Il Parlamento in seduta comune per eleggere i giudici della Corte Costituzionale si riunirà giovedì prossimo. E’ rebus sui nomi in quota Fi ed ‘indipendente’ a parte le candidature almeno apparentemente blindate e convenute di Francesco Saverio Marini (in quota Fdi) e di Massimo Luciani (in quota Pd). Ma c’è un’altra ‘presunta’ certezza legata al ‘colore’ delle quote nello scenario spartitorio su cui si sarebbero accordate le forze politiche 2+1+1 (due giudici alla maggioranza, uno all’opposizione ed uno indipendente): in base alla regola stabilita un posto, quello del tecnico, andrebbe ad una donna. Qualche tentativo di colorare di rosa altre caselle è stato approcciato qua e là dalle forze politiche, ma si è risolto in una velleità, sgonfiatasi subito a conferma della regola.
Perché allora soltanto una casella su quattro è stata concessa alle donne, dal momento che tra l’altro a palazzo della Consulta solo 3 su 11 giudici costituzionali sono donne? “Se non vengono candidate è perché prevalgono logiche clientelari e non di merito. Oggi i nomi ci sono e non ci sono alibi come magari potevano esserci ai miei tempi.
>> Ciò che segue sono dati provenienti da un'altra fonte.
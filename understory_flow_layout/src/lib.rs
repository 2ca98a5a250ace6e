// Copyright 2025 the Understory Authors
// SPDX-License-Identifier: Apache-2.0 OR MIT

// After you edit the crate's doc comment, run this command, then check README.md for any missing links
// cargo rdme --workspace-project=understory_flow_layout --heading-base-level=0

//! Understory Flow Layout: wrapped-line layout for virtualized list views.
//!
//! This crate arranges a sequence of variably-sized items into lines that wrap
//! when the cross axis is full, like words in a paragraph, and scrolls them
//! incrementally along the main axis. Only lines intersecting the viewport are
//! realized; views scrolled out are handed back to the host for reuse.
//!
//! The core concepts are:
//!
//! - [`FlowLayout`]: the engine. It owns line bookkeeping and the scroll
//!   [`ScrollAnchor`], performs full layout passes and incremental scrolls, and
//!   validates configuration changes.
//! - [`LayoutHost`]: the toolkit seam. The host owns views, their pool, and
//!   their measurement; the engine only orders and positions them.
//! - [`Orientation`] and [`Gravity`]: which axis scrolls and how lines and
//!   items are aligned. [`AxisAdapter`] maps both onto main/cross coordinates.
//! - Line limits: `max_lines` with an optional trailing ellipsis item that
//!   summarizes hidden content ("+N more"), see [`FlowLayout::set_max_lines`].
//! - Look-behind: re-measuring earlier items when scrolling backwards so lines
//!   split exactly as they did going forwards, see [`LookBehind`].
//!
//! [`HeadlessHost`] is a complete in-memory host, useful for tests and as a
//! reference for toolkit bindings.
//!
//! ## Minimal example
//!
//! ```rust
//! use understory_flow_layout::{
//!     FlowLayout, HeadlessHost, Insets, LayoutHost, Orientation, Size, Viewport,
//! };
//!
//! // A 300x200 viewport with 30 items of 100x50: three per line.
//! let mut host = HeadlessHost::new(Viewport::new(Size::new(300, 200), Insets::ZERO));
//! host.push_items(30, Size::new(100, 50));
//!
//! let mut layout = FlowLayout::new(Orientation::Vertical);
//! layout.layout_children(&mut host);
//! assert_eq!(layout.lines()[0].item_count(), 3);
//!
//! // Scrolling reports how far content actually moved.
//! let scrolled = layout.scroll_by(75, &mut host);
//! assert_eq!(scrolled, 75);
//! assert_eq!(host.position_of(host.child_at(0).unwrap()), 3);
//!
//! // The anchor is all that needs persisting.
//! let saved = layout.save_state();
//! let mut restored = FlowLayout::new(Orientation::Vertical);
//! restored.restore_state(saved);
//! restored.layout_children(&mut host);
//! assert_eq!(restored.lines()[0].start(), -25);
//! ```
//!
//! ## Features
//!
//! - `std` (default): builds dependencies with their standard library support.
//! - `serde`: serialization for [`FlowConfig`], [`ScrollAnchor`], and the
//!   types they contain.
//!
//! Passes emit `tracing` spans and events; install any subscriber to see them.
//!
//! This crate is `no_std` and uses `alloc`.

#![no_std]

extern crate alloc;

mod anchor;
mod axis;
mod config;
mod error;
mod flow;
mod geometry;
mod gravity;
mod headless;
mod host;
mod line;
mod scrollbar;
mod smooth;

pub use anchor::ScrollAnchor;
pub use axis::{Axis, AxisAdapter, Orientation};
pub use config::{FlowConfig, LookBehind};
pub use error::{ConfigError, SpacingKind};
pub use flow::{FlowLayout, LayoutRequests, LayoutState};
pub use geometry::{Dimension, Insets, LayoutParams, MeasureMode, Measured, Rect, Size, Viewport};
pub use gravity::{Align, Gravity, LayoutDirection};
pub use headless::{HeadlessHost, ItemSpec, ViewId};
pub use host::{AttachAt, Item, LayoutHost};
pub use line::Line;
pub use scrollbar::Visibility;
pub use smooth::{ScrollVector, SmoothScrollStep, SmoothScroller};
Io potrei farle almeno una decina di nomi di eccellenti costituzionaliste. Qualcuno faccia mea culpa“, risponde senza mezzi termini all’Adnkronos il presidente emerito della Corte costituzionale Antonio Baldassarre, giudice costituzionale dal 1986 al 1995 di un Collegio di soli uomini.
“Il problema è la sensibilità di chi sceglie, che spesso opta per un meccanismo clientelare, per giuristi che lavorano accanto o a fianco dei partiti o ancor peggio opta per parlamentari la cui esperienza giuridica non va oltre quella elementare di un avvocato… Per fortuna adesso hanno un po’ sfoltito… – chiosa -. E per fortuna il presidente della Repubblica nomina ogni tanto qualcuno che sta in disparte rispetto ai partiti. Però è troppo poco per compensare questa lacuna”.